During his 40-year career in the insurance business, he also volunteered as an ombudsman for Baltimore-area nursing homes.

His dedication to the elderly is evident even today, and Michael makes sure he stops by Howard County nursing homes when doing his rounds each morning.

One winter, a resident slipped out of Ellicott City's Heartlands Assisted Living community. The temperature was well below freezing, and search parties combed the area, looking for the resident. Michael followed his instinct, broke away from the crowd and discovered the missing woman in a nearby forest.

"There she was, in the woods. She was blue, absolutely freezing. She was out there for 10 or 12 hours and couldn't have made it much longer," Michael said.

"Why did I decide to come to work on a day that I wasn't scheduled? Why did I decide to leave the search party and drive down to the woods?" said Michael. "Some people may say it's bogus, but I say divine intervention had to play a part."

Along with Michael's extensive commitment to volunteer work, his wife, Grace, said he is very much a family man. The Columbia resident is a father of three, grandfather of seven and great-grandfather of two.

"Nothing ever comes before the family," Grace said. "Not his job, not his volunteer work. Herb would never allow it, and I would never allow it."

Grace says she has "gotten used to" Herb's early mornings.

"I'm very proud of him.

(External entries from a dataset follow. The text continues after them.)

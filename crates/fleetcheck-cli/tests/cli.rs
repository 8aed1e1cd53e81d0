//! End-to-end tests for the fleetcheck binary.
//!
//! Each test writes a fleet document into a temp directory and runs the
//! binary there with a clean environment.

use std::path::Path;
use std::process::{Command, Output};

const AT: &str = "2026-10-19T15:00:00Z";

const FLEET: &str = r#"{
    "authorized_keys": ["AKIATEST"],
    "groups": [
        {
            "name": "web",
            "desired_capacity": 2,
            "availability_zones": ["ap-south-1a", "ap-south-1b"],
            "members": [
                { "instance_id": "i-1", "lifecycle_state": "InService", "availability_zone": "ap-south-1a" },
                { "instance_id": "i-2", "lifecycle_state": "InService", "availability_zone": "ap-south-1b" },
                { "instance_id": "i-3", "lifecycle_state": "Terminated", "availability_zone": "ap-south-1a" }
            ]
        },
        {
            "name": "skewed",
            "desired_capacity": 2,
            "availability_zones": ["ap-south-1a", "ap-south-1b"],
            "members": [
                { "instance_id": "i-1", "lifecycle_state": "InService", "availability_zone": "ap-south-1a" },
                { "instance_id": "i-4", "lifecycle_state": "InService", "availability_zone": "ap-south-1a" }
            ]
        },
        {
            "name": "parked",
            "desired_capacity": 0,
            "availability_zones": ["ap-south-1a"],
            "members": []
        }
    ],
    "instances": [
        { "instance_id": "i-1", "launch_time": "2026-10-19T12:00:00Z", "vpc_id": "vpc-1", "security_groups": ["sg-1"], "image_id": "ami-1" },
        { "instance_id": "i-2", "launch_time": "2026-10-18T15:00:00Z", "vpc_id": "vpc-1", "security_groups": ["sg-1"], "image_id": "ami-1" },
        { "instance_id": "i-3", "launch_time": "2026-10-19T09:00:00Z", "vpc_id": "vpc-1", "security_groups": ["sg-1"], "image_id": "ami-1" },
        { "instance_id": "i-4", "launch_time": "2026-10-19T10:00:00Z", "vpc_id": "vpc-1", "security_groups": ["sg-1"], "image_id": "ami-1" }
    ],
    "scheduled_actions": [
        { "group_name": "web", "start_time": "2026-10-19T17:00:00Z", "name": "evening" },
        { "group_name": "web", "start_time": "2026-10-19T15:10:00Z", "name": "soon" }
    ]
}"#;

fn fleetcheck(dir: &Path, args: &[&str], key: Option<&str>) -> Output {
    let mut cmd = Command::new(env!("CARGO_BIN_EXE_fleetcheck"));
    cmd.current_dir(dir).env_clear();
    if let Some(key) = key {
        cmd.env("AWS_ACCESS_KEY_ID", key)
            .env("AWS_SECRET_ACCESS_KEY", "secret");
    }
    cmd.args(args).output().unwrap()
}

fn fleet_dir() -> tempfile::TempDir {
    let dir = tempfile::tempdir().unwrap();
    std::fs::write(dir.path().join("fleet.json"), FLEET).unwrap();
    dir
}

fn stdout(out: &Output) -> String {
    String::from_utf8_lossy(&out.stdout).into_owned()
}

#[test]
fn healthy_group_passes() {
    let dir = fleet_dir();
    let out = fleetcheck(
        dir.path(),
        &["--fixture", "fleet.json", "--at", AT, "web"],
        Some("AKIATEST"),
    );

    assert_eq!(out.status.code(), Some(0));
    let text = stdout(&out);
    assert!(text.contains("longest running instance uptime: 24:00:00 (i-2)"));
    assert!(text.contains("next scheduled action soon runs in: 00:10:00"));
    assert!(text.contains("instances launched and terminated on 2026-10-19: 1"));
    assert!(text.ends_with("result: PASS\n"));
}

#[test]
fn missing_group_argument_is_usage_error() {
    let dir = fleet_dir();
    let out = fleetcheck(dir.path(), &["--fixture", "fleet.json"], Some("AKIATEST"));
    assert_eq!(out.status.code(), Some(2));
}

#[test]
fn unknown_group_is_not_found() {
    let dir = fleet_dir();
    let out = fleetcheck(
        dir.path(),
        &["--fixture", "fleet.json", "missing"],
        Some("AKIATEST"),
    );
    assert_eq!(out.status.code(), Some(4));
    assert!(String::from_utf8_lossy(&out.stderr).contains("missing"));
}

#[test]
fn bad_zone_spread_fails_validation() {
    let dir = fleet_dir();
    let out = fleetcheck(
        dir.path(),
        &["--fixture", "fleet.json", "--at", AT, "skewed"],
        Some("AKIATEST"),
    );
    assert_eq!(out.status.code(), Some(1));
    assert!(stdout(&out).contains("FAIL zone-distribution"));
}

#[test]
fn zero_capacity_group_passes() {
    let dir = fleet_dir();
    let out = fleetcheck(
        dir.path(),
        &["--fixture", "fleet.json", "--at", AT, "parked"],
        Some("AKIATEST"),
    );
    assert_eq!(out.status.code(), Some(0));
    assert!(stdout(&out).contains("fleet-consistency: PASS (zero capacity)"));
}

#[test]
fn credentials_are_checked_first() {
    let dir = fleet_dir();
    let out = fleetcheck(dir.path(), &["--fixture", "fleet.json", "missing"], None);
    assert_eq!(out.status.code(), Some(3));

    let out = fleetcheck(
        dir.path(),
        &["--fixture", "fleet.json", "missing"],
        Some("AKIAOTHER"),
    );
    assert_eq!(out.status.code(), Some(3));
}

#[test]
fn config_file_supplies_fixture_and_format() {
    let dir = fleet_dir();
    std::fs::write(
        dir.path().join("fleetcheck.toml"),
        "[provider]\nfixture = \"fleet.json\"\n\n[run]\nformat = \"json\"\nstop_on_failure = true\n",
    )
    .unwrap();

    let out = fleetcheck(dir.path(), &["--at", AT, "skewed"], Some("AKIATEST"));
    assert_eq!(out.status.code(), Some(1));

    let value: serde_json::Value = serde_json::from_slice(&out.stdout).unwrap();
    assert_eq!(value["verdict"], "fail");
    assert_eq!(value["scenarios"].as_array().unwrap().len(), 1);
}

#[test]
fn missing_fixture_is_usage_error() {
    let dir = tempfile::tempdir().unwrap();
    let out = fleetcheck(dir.path(), &["web"], Some("AKIATEST"));
    assert_eq!(out.status.code(), Some(2));
}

He's proud of what he does, and the whole family's proud of what he's accomplished," Grace said.

Michael said he will continue to volunteer as an auxiliary officer "as long as my health holds out."

He added, "I'm definitely old compared to everyone here," though he declined to mention his age.

Michael said he does not "deserve a lot of credit. You know, if an officer is working eight hours a day and still makes time to volunteer 10, 20 hours a month, now that's commendable. I give them all the credit in the world. ... Howard County, we have some really admirable people. Officers like Scott Wheeler [who died last week working a traffic-enforcement detail], the Wheeler family, now they're heroes. They are who should be getting these awards."